The Cold That Didn’t Ask for Permission
December in northern Oregon had a way of sneaking into a person’s bones without warning, the cold arriving not as a dramatic storm but as a quiet, relentless presence that stripped warmth from the air and left even well-prepared bodies aching, which was why the young woman sitting alone at the edge of the bus shelter felt as though winter itself had singled her out.
Her name was Eliza Monroe, and at twenty-five, she looked older than her years in a way that had nothing to do with lines on her face and everything to do with the weight behind her eyes, the kind of exhaustion that came from too many nights spent awake, listening for danger, and too many mornings spent pretending that hope had not already been chipped away.
She wore a pale cream dress that might once have belonged to a happier version of herself, now thinned by time and washed too many times to still offer protection, and beside her rested a frayed backpack whose straps had been stitched back together with mismatched thread, the last object she owned that had not yet failed her completely.
Her shoes were gone.
Sold three days earlier in exchange for a warm meal that had lasted less than an hour.
Her bare feet rested on the frozen concrete, numb enough that pain had faded into something far more dangerous, a quiet absence of feeling that told her she had crossed another invisible line she never thought she would approach.
A City Full of Light, and None for Her
Snow drifted down in slow, almost graceful spirals, softening the glow of traffic lights and storefront windows until the city looked like something borrowed from a holiday card, beautiful and distant, a version of December meant for people who had somewhere to go.
Eliza pulled her knees closer to her chest, trying to conserve the little warmth her body still produced, shrinking inward as if becoming smaller might make her less noticeable, less real, less exposed.
People passed without slowing, coats buttoned high, scarves pulled tight, their breath visible in quick bursts as they hurried toward cars, buses, and houses filled with light, warmth, and voices waiting to welcome them.
She did not blame them.
Indifference, she had learned, was rarely personal.
Still, loneliness pressed harder in crowds than it ever had when she was truly alone, because being surrounded by movement only made her stillness feel heavier, as though the world were proving, over and over again, that it could continue without noticing her presence at all.
The Smallest Interruption
It was the sound of boots crunching softly through fresh snow that drew her attention, footsteps lighter and more deliberate than the rest, and when Eliza lifted her head, she found herself looking at a child no older than four, standing directly in front of her with a seriousness that did not belong to someone so small.
The girl wore a deep red dress beneath a navy winter coat, her gray knit hat pulled down over her ears, and her mittened hands carefully held a small brown paper bag as if it contained something precious.

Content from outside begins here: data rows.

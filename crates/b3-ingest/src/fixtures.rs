//! Sample COTAHIST lines shared by unit tests

use crate::layout::RECORD_WIDTH;

pub(crate) const PETR4_LINE: &str = "012003010202PETR4       010PETROBRAS   PN           R$  000000000552000000000055700000000005420000000000550800000000055450000000005540000000000555001320000000000002034000000000000112043304000000000000009999123100000010000000000000BRPETRACNPR6127";

pub(crate) fn header_line() -> String {
    format!("{:<width$}", "00COTAHIST.2003BOVESPA 20040130", width = RECORD_WIDTH)
}

pub(crate) fn trailer_line(records: u64) -> String {
    format!(
        "{:<width$}",
        format!("99COTAHIST.2003BOVESPA 20040130{:011}", records),
        width = RECORD_WIDTH
    )
}

/// PETR4 quote line with the trade date and opening price swapped in
pub(crate) fn quote_line(trade_date: &str, open_cents: u64) -> String {
    let mut line = PETR4_LINE.to_string();
    line.replace_range(2..10, trade_date);
    line.replace_range(56..69, &format!("{:013}", open_cents));
    line
}

/// Join lines with `\n`, terminating the last one too
pub(crate) fn text_source(lines: &[String]) -> Vec<u8> {
    let mut out = Vec::new();
    for line in lines {
        out.extend_from_slice(line.as_bytes());
        out.push(b'\n');
    }
    out
}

Her eyes, wide and brown and completely unguarded, studied Eliza’s face without fear or discomfort, without the quick glance away that adults used when they did not want to see.
“Are you cold?” the child asked, her voice clear against the hush of falling snow.
Eliza attempted a smile, though the effort made her lips sting.
“A little, sweetheart, but I’ll be all right,” she said, choosing kindness over honesty, because it felt wrong to burden a child with the truth.
The girl’s gaze drifted downward, noticing Eliza’s bare feet, their color dulled by the cold, and when she looked back up, her expression changed, not into pity, but into quiet resolve.